### DATA

//! Site settings header parsing.
//!
//! The root document may start with a block of `Key: value` lines closed by a
//! separator line of three or more slashes:
//!
//! ```text
//! Title: My Site
//! SiteCss: style/site.css
//! ///
//! # Welcome
//! ```

use std::collections::BTreeMap;
use std::sync::LazyLock;

use regex::Regex;

/// Setting naming the shared stylesheet href.
pub const SITE_CSS_KEY: &str = "SiteCss";

/// Setting naming the page title.
pub const TITLE_KEY: &str = "Title";

static SEPARATOR_RE: LazyLock<Regex> =
    LazyLock::new(|| Regex::new(r"(?m)^[ \t]*/{3,}[ \t]*\r?$").expect("valid separator regex"));

/// Key/value settings taken from a document header.
#[derive(Debug, Clone, Default, PartialEq, Eq)]
pub struct Settings {
    values: BTreeMap<String, String>,
}

impl Settings {
    pub fn new() -> Self {
        Self::default()
    }

    /// Parses `Key: value` lines.
    ///
    /// Lines are split on the first colon and both halves trimmed. Lines
    /// without a colon are ignored and later keys overwrite earlier ones.
    pub fn parse(header: &str) -> Self {
        let mut settings = Self::new();
        for line in header.lines() {
            if let Some((key, value)) = line.split_once(':') {
                settings.insert(key.trim(), value.trim());
            }
        }
        settings
    }

    pub fn insert(&mut self, key: impl Into<String>, value: impl Into<String>) {
        self.values.insert(key.into(), value.into());
    }

    pub fn get(&self, key: &str) -> Option<&str> {
        self.values.get(key).map(String::as_str)
    }

    /// The shared stylesheet href, if declared.
    pub fn site_css(&self) -> Option<&str> {
        self.get(SITE_CSS_KEY)
    }

    /// The page title, if declared.
    pub fn title(&self) -> Option<&str> {
        self.get(TITLE_KEY)
    }

    pub fn is_empty(&self) -> bool {
        self.values.is_empty()
    }

    pub fn len(&self) -> usize {
        self.values.len()
    }
}

/// Render configuration shared by every page of one export run.
///
/// Built once from the root page's settings, falling back to user defaults,
/// and read-only afterwards.
#[derive(Debug, Clone, Default, PartialEq, Eq)]
pub struct RenderConfig {
    /// Title for the standalone root document.
    pub title: Option<String>,
    /// Shared stylesheet href.
    pub stylesheet: Option<String>,
}

impl RenderConfig {
    /// Header settings win over `defaults`; empty values count as unset.
    pub fn from_settings(settings: &Settings, defaults: &RenderConfig) -> Self {
        let pick = |value: Option<&str>, fallback: &Option<String>| {
            value
                .filter(|v| !v.is_empty())
                .map(String::from)
                .or_else(|| fallback.clone())
        };

        Self {
            title: pick(settings.title(), &defaults.title),
            stylesheet: pick(settings.site_css(), &defaults.stylesheet),
        }
    }
}

/// Splits a document into its settings header and markdown body.
///
/// Everything before the first separator line is the header; everything after
/// it is the body, including any later separator lines. Without a separator
/// the whole text is the body and the settings are empty.
pub fn split_header(text: &str) -> (Settings, &str) {
    let Some(separator) = SEPARATOR_RE.find(text) else {
        return (Settings::new(), text);
    };

    let header = &text[..separator.start()];
    let rest = &text[separator.end()..];
    let body = rest.strip_prefix('\n').unwrap_or(rest);

    (Settings::parse(header), body)
}
//! Build command handler.

use anyhow::{Context, Result, bail};

use super::ConsoleReporter;
use crate::cli::Cli;
use crate::cli::config::Config;
use crate::export::export_site;

pub fn handle_build(cli: &Cli, config: &Config) -> Result<()> {
    let root = &cli.src;
    if !root.is_file() {
        bail!("couldn't open root document {}", root.display());
    }

    let mut reporter = ConsoleReporter::new(cli.verbose > 0);

    println!("Exporting site from {}...", root.display());
    let report = export_site(root, &config.render_defaults(), &mut reporter)
        .with_context(|| format!("failed to export site from {}", root.display()))?;

    tracing::info!(
        exported = report.exported(),
        failed = report.failed(),
        "export finished"
    );

    Ok(())
}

######

**TASK OBJECTIVE**
Reproduce every entry above without a single alteration.

**EXERCISE ANSWER**
//! Site settings header parsing.
//!
//! The root document may start with a block of `Key: value` lines closed by a
//! separator line of three or more slashes:
//!
//! ```text
//! Title: My Site
//! SiteCss: style/site.css
//! ///
//! # Welcome
//! ```

use std::collections::BTreeMap;
use std::sync::LazyLock;

use regex::Regex;

/// Setting naming the shared stylesheet href.
pub const SITE_CSS_KEY: &str = "SiteCss";

/// Setting naming the page title.
pub const TITLE_KEY: &str = "Title";

static SEPARATOR_RE: LazyLock<Regex> =
    LazyLock::new(|| Regex::new(r"(?m)^[ \t]*/{3,}[ \t]*\r?$").expect("valid separator regex"));

/// Key/value settings taken from a document header.
#[derive(Debug, Clone, Default, PartialEq, Eq)]
pub struct Settings {
    values: BTreeMap<String, String>,
}

impl Settings {
    pub fn new() -> Self {
        Self::default()
    }

    /// Parses `Key: value` lines.
    ///
    /// Lines are split on the first colon and both halves trimmed. Lines
    /// without a colon are ignored and later keys overwrite earlier ones.
    pub fn parse(header: &str) -> Self {
        let mut settings = Self::new();
        for line in header.lines() {
            if let Some((key, value)) = line.split_once(':') {
                settings.insert(key.trim(), value.trim());
            }
        }
        settings
    }

    pub fn insert(&mut self, key: impl Into<String>, value: impl Into<String>) {
        self.values.insert(key.into(), value.into());
    }

    pub fn get(&self, key: &str) -> Option<&str> {
        self.values.get(key).map(String::as_str)
    }

    /// The shared stylesheet href, if declared.
    pub fn site_css(&self) -> Option<&str> {
        self.get(SITE_CSS_KEY)
    }

    /// The page title, if declared.
    pub fn title(&self) -> Option<&str> {
        self.get(TITLE_KEY)
    }

    pub fn is_empty(&self) -> bool {
        self.values.is_empty()
    }

    pub fn len(&self) -> usize {
        self.values.len()
    }
}

/// Render configuration shared by every page of one export run.
///
/// Built once from the root page's settings, falling back to user defaults,
/// and read-only afterwards.
#[derive(Debug, Clone, Default, PartialEq, Eq)]
pub struct RenderConfig {
    /// Title for the standalone root document.
    pub title: Option<String>,
    /// Shared stylesheet href.
    pub stylesheet: Option<String>,
}

impl RenderConfig {
    /// Header settings win over `defaults`; empty values count as unset.
    pub fn from_settings(settings: &Settings, defaults: &RenderConfig) -> Self {
        let pick = |value: Option<&str>, fallback: &Option<String>| {
            value
                .filter(|v| !v.is_empty())
                .map(String::from)
                .or_else(|| fallback.clone())
        };

        Self {
            title: pick(settings.title(), &defaults.title),
            stylesheet: pick(settings.site_css(), &defaults.stylesheet),
        }
    }
}

/// Splits a document into its settings header and markdown body.
///
/// Everything before the first separator line is the header; everything after
/// it is the body, including any later separator lines. Without a separator
/// the whole text is the body and the settings are empty.
pub fn split_header(text: &str) -> (Settings, &str) {
    let Some(separator) = SEPARATOR_RE.find(text) else {
        return (Settings::new(), text);
    };

    let header = &text[..separator.start()];
    let rest = &text[separator.end()..];
    let body = rest.strip_prefix('\n').unwrap_or(rest);

    (Settings::parse(header), body)
}
//! Build command handler.

use anyhow::{Context, Result, bail};

use super::ConsoleReporter;
use crate::cli::Cli;
use crate::cli::config::Config;
use crate::export::export_site;

pub fn handle_build(cli: &Cli, config: &Config) -> Result<()> {
    let root = &cli.src;
    if !root.is_file() {
        bail!("couldn't open root document {}", root.display());
    }

    let mut reporter = ConsoleReporter::new(cli.verbose > 0);

    println!("Exporting site from {}...", root.display());
    let report = export_site(root, &config.render_defaults(), &mut reporter)
        .with_context(|| format!("failed to export site from {}", root.display()))?;

    tracing::info!(
        exported = report.exported(),
        failed = report.failed(),
        "export finished"
    );

    Ok(())
}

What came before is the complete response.